Why does hair loss stop during pregnancy?
Updated: 2 days ago
A woman’s body undergoes various changes during pregnancy. In addition to the bump, you experience fatigue, stress, bloating, nausea, indigestion, swollen ankles, headaches, back pain, and even bleeding gums. These symptoms vary between the first, second, and third trimesters.
Although these are common symptoms a woman experiences during pregnancy, one thing that causes hassle and frustration for many pregnant women is hair loss. Well, sometimes, hair loss can stop during pregnancy.
Women and men lose an average of 50 to 100 hairs a day. However, during pregnancy, the hair follicle shedding, a natural cycle, undergo suppression due to elevated estrogen levels. As a result, some women experience less hair loss than other pregnant women.
Hormonal changes are common during pregnancy, and these can affect your hair. Depending on the number and type of hormonal shifts, you may have thicker or thinner hair during pregnancy. Read on!
Increased Estrogen Levels
Your hair undergoes a naturally programmed life cycle. When a new hair grows, it rests for at least two or three months. After that, a new hair replaces the old one in the follicle. However, this natural cycle changes during pregnancy. Many women have thicker hair in the second trimester because each strand experiences delays in the natural hair cycle.

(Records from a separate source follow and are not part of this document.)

use std::{panic::PanicHookInfo, sync::Once};

use tracing_subscriber::{
    filter::FilterFn, fmt::format::Format, layer::SubscriberExt, util::SubscriberInitExt,
};

#[cfg(target_os = "android")]
const LOG_TAG: &str = "Mariner-Rust";

fn is_mariner_event(metadata: &tracing::Metadata<'_>) -> bool {
    metadata
        .module_path()
        .unwrap_or_default()
        .starts_with("mariner")
}

/// Install the tracing subscriber and panic hook. Safe to call repeatedly.
pub(crate) fn setup_logging() {
    static LOGGING_SETUP: Once = Once::new();

    LOGGING_SETUP.call_once(|| {
        #[cfg(target_os = "android")]
        {
            use tracing_logcat::{LogcatMakeWriter, LogcatTag};

            let tag = LogcatTag::Fixed(LOG_TAG.to_owned());
            match LogcatMakeWriter::new(tag) {
                Ok(writer) => {
                    let layer = tracing_subscriber::fmt::layer()
                        .event_format(Format::default().with_level(false).without_time())
                        .with_writer(writer)
                        .with_ansi(false);
                    // try_init: the host app may already own the global subscriber
                    let _ = tracing_subscriber::registry()
                        .with(layer)
                        .with(FilterFn::new(is_mariner_event))
                        .try_init();
                }
                Err(error) => eprintln!("{LOG_TAG}: failed to initialize logcat writer: {error}"),
            }
        }

        #[cfg(not(target_os = "android"))]
        {
            let layer = tracing_subscriber::fmt::layer()
                .event_format(Format::default().with_target(false))
                .with_ansi(false);
            let _ = tracing_subscriber::registry()
                .with(layer)
                .with(FilterFn::new(is_mariner_event))
                .try_init();
        }

        std::panic::set_hook(Box::new(panic_hook));
    })
}

fn panic_hook(info: &PanicHookInfo) {
    let backtrace = std::backtrace::Backtrace::force_capture();
    tracing::error!("{info}\n{backtrace}");
}

#[cfg(test)]
mod tests {
    use super::*;

    #[test]
    fn test_setup_logging_is_idempotent() {
        setup_logging();
        setup_logging();
        tracing::info!("logging twice did not panic");
    }
}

It means fewer hair strands fall out due to increased estrogen levels. Not only does estrogen stop hair loss during pregnancy, but is also plays a vital role in fetal development and strengthens your muscles, bones, and joints.
Changes in thyroid levels are another cause of hair loss or delayed hair cycle during pregnancy. A growing body of research studies, including systematic Meta-analysis, highlight that about 3% of women experience thyroid-related issues during pregnancy.

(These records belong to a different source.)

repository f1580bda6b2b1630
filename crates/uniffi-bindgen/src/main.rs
fn main() {
    uniffi::uniffi_bindgen_main()
}
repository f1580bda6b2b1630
//! Entity models, value types, and traits.

pub mod traits;
pub mod types;

// Re-exports for convenience
pub use traits::LocatedEntity;
pub use types::{CoreError, Distance, EntityKind, GeoPoint, Result};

For example, one such condition is hypothyroidism, a disease characterized by low thyroid hormone levels that result in hair loss, muscle pain, fatigue, and dizziness. In addition, high-level thyroid production, also known as hyperthyroidism, can also lead to hair loss.

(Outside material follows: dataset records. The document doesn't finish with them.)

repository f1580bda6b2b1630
//! Runs favorite syncs through a [`SyncTransport`], gated by the coordinator.

use std::sync::Arc;
use std::time::{Duration, Instant};

use tracing::{debug, info, warn};

use crate::identifiers::FavoriteKey;
use crate::models::types::CoreError;
use crate::network::traits::SyncTransport;
use crate::sync::SyncCoordinator;

#[derive(Debug)]
pub enum SyncOutcome {
    /// Refused by the coordinator (in flight or throttled)
    Skipped,
    Completed,
    /// The transport failed; the key is idle again
    Failed(CoreError),
}

impl SyncOutcome {
    pub fn ran(&self) -> bool {
        !matches!(self, Self::Skipped)
    }
}

pub struct SyncDriver {
    coordinator: Arc<SyncCoordinator>,
    transport: Arc<dyn SyncTransport>,
    throttle_window: Duration,
}

impl SyncDriver {
    pub fn new(
        coordinator: Arc<SyncCoordinator>,
        transport: Arc<dyn SyncTransport>,
        throttle_window: Duration,
    ) -> Self {
        Self {
            coordinator,
            transport,
            throttle_window,
        }
    }

    pub fn coordinator(&self) -> &Arc<SyncCoordinator> {
        &self.coordinator
    }

    pub fn throttle_window(&self) -> Duration {
        self.throttle_window
    }

    pub async fn request_sync(&self, key: FavoriteKey, is_favorite: bool) -> SyncOutcome {
        self.request_sync_at(key, is_favorite, Instant::now()).await
    }

    /// Push the favorite state of `key` unless the coordinator refuses.
    ///
    /// Transport errors are logged and returned, never propagated further;
    /// the key goes back to idle on every path, including cancellation.
    pub async fn request_sync_at(
        &self,
        key: FavoriteKey,
        is_favorite: bool,
        now: Instant,
    ) -> SyncOutcome {
        let Some(permit) = self.coordinator.try_begin(&key, now, self.throttle_window) else {
            debug!(%key, "favorite sync skipped");
            return SyncOutcome::Skipped;
        };

        info!(%key, is_favorite, "starting favorite sync");
        let result = self.transport.push(permit.key(), is_favorite).await;
        drop(permit);

        match result {
            Ok(()) => {
                info!(%key, "favorite sync finished");
                SyncOutcome::Completed
            }
            Err(error) => {
                warn!(%key, %error, "favorite sync failed");
                SyncOutcome::Failed(error)
            }
        }
    }
}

Remember, this occurs in 3% of pregnant women, meaning most women during pregnancy do not experience hyperthyroidism or hypothyroidism. However, delayed hair cycles due to estrogen or these conditions can lead to hair loss during the postpartum period.
Therefore, keeping a healthy and balanced diet rich in essential nutrients, including vitamin C, E, zinc, iron, and minerals, is an informed decision that can help you can prevent the risk of delayed hair cycle or hair loss.
Pregnancy is an exciting time for a woman, but at the same time, it can cause various changes in her body. In addition to other changes, hair shedding or delayed hair cycle become more apparent, especially in the second and third trimesters due to increased estrogen levels or thyroid hormonal changes.